- TASK -
Please report how many lines of the listing contain the string "derive", giving the number only.

- DATA FOR THE TASK -
-- Opening Marker --

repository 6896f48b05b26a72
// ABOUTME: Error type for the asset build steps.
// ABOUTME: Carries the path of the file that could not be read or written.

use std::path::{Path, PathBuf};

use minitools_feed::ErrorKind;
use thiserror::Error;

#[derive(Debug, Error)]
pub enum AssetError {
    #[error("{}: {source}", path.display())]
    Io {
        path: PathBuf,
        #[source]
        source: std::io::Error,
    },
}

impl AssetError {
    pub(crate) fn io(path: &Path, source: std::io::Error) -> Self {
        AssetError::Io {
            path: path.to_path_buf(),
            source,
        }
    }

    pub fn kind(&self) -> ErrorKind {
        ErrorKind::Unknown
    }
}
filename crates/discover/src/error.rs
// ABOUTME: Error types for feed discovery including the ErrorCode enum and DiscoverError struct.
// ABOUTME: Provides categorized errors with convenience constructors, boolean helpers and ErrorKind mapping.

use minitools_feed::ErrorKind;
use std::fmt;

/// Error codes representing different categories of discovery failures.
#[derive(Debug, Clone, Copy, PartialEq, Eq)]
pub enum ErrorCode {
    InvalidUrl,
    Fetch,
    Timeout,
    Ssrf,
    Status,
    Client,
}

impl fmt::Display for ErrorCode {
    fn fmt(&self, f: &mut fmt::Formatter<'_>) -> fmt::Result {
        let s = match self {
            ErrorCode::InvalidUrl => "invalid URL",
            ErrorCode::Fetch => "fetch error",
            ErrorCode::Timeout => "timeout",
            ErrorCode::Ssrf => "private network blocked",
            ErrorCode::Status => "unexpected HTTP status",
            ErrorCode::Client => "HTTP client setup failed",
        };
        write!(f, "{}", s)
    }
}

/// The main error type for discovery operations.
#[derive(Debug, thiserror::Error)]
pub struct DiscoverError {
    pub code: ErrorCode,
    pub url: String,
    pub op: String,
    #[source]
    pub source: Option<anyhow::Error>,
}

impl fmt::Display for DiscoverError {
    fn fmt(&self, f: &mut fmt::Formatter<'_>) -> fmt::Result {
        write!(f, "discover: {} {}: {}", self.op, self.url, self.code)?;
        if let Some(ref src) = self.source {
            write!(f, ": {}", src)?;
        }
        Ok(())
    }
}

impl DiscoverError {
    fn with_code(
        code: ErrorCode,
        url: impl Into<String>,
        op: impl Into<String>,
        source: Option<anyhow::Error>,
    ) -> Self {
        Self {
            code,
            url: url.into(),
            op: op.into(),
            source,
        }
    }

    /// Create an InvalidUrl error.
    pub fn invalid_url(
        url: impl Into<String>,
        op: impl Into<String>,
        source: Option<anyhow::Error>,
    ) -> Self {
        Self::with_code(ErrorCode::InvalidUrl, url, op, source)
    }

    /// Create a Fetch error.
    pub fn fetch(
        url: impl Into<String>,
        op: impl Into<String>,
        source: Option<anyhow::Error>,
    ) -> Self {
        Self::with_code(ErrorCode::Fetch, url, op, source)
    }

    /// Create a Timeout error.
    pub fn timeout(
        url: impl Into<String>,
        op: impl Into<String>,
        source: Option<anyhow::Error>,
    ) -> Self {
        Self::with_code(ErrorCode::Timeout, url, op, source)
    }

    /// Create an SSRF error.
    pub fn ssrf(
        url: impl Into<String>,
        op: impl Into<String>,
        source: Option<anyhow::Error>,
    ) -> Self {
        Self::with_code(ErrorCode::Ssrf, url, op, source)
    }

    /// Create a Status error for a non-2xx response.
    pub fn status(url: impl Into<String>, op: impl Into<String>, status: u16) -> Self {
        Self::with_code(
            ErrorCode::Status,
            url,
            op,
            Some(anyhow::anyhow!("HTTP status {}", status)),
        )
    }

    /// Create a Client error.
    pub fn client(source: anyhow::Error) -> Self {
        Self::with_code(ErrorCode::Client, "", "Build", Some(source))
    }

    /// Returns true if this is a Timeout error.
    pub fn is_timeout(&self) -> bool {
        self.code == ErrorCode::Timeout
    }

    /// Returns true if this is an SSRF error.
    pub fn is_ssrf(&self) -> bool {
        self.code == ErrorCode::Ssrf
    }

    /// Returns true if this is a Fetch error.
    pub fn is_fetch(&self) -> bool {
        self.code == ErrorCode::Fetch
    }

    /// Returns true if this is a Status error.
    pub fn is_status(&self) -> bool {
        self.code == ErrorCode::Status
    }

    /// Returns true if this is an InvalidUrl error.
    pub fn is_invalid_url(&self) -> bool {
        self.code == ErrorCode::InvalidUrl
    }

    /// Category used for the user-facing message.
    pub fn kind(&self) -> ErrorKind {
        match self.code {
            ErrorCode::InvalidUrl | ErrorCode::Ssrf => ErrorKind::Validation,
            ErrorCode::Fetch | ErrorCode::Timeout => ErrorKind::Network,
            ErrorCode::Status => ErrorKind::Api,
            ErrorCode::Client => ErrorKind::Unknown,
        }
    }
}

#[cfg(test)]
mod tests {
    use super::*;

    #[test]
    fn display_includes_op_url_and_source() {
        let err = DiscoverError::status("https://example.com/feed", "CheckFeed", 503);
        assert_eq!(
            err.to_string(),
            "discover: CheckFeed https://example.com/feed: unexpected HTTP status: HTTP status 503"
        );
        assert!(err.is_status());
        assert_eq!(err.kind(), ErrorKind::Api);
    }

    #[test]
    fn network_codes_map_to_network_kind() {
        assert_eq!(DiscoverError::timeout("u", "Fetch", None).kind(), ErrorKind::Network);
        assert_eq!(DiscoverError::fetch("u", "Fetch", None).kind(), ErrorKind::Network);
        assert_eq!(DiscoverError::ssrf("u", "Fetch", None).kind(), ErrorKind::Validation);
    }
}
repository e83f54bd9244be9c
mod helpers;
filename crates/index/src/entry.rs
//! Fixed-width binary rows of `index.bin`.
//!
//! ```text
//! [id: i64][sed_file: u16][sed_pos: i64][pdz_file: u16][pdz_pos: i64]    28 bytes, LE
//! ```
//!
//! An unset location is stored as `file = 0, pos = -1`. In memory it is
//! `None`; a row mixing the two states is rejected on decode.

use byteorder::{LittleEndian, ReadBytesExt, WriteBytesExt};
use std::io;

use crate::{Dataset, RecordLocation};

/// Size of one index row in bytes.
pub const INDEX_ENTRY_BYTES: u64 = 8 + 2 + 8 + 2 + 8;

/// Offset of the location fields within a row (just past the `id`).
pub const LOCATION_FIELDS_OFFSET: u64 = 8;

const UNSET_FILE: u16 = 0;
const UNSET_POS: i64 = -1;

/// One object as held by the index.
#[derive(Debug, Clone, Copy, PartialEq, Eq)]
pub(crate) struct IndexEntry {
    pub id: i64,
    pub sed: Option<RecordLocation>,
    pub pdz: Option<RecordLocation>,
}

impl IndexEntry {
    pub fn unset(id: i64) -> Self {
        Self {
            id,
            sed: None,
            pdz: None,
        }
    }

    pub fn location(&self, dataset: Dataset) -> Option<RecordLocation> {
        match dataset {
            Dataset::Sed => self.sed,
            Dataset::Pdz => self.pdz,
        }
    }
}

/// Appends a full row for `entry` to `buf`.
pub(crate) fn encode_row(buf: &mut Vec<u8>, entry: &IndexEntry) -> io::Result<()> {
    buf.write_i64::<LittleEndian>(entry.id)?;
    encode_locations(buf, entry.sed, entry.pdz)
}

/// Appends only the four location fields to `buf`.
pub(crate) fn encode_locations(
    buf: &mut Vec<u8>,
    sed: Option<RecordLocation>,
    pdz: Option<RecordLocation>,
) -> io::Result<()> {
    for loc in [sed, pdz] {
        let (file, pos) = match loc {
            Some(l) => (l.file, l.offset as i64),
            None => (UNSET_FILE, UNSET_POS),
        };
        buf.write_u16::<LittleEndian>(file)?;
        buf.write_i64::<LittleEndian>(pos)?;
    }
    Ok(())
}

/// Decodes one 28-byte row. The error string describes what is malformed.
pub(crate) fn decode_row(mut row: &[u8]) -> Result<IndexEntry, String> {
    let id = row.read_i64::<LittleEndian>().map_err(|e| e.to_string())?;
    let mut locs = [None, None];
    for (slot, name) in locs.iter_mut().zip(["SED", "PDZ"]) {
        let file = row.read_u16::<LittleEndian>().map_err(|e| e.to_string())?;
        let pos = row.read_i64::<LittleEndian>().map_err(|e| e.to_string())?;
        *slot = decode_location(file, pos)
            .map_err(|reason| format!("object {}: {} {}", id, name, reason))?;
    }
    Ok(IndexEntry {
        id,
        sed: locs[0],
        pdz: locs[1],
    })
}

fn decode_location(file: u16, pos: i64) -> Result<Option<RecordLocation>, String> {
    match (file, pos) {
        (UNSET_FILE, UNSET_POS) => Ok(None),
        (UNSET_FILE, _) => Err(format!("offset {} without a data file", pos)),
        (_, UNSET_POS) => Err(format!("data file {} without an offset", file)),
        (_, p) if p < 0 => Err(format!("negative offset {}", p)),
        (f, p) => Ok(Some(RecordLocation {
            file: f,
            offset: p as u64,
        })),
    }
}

-- Closing Marker --

- EXERCISE RESPONSE -
4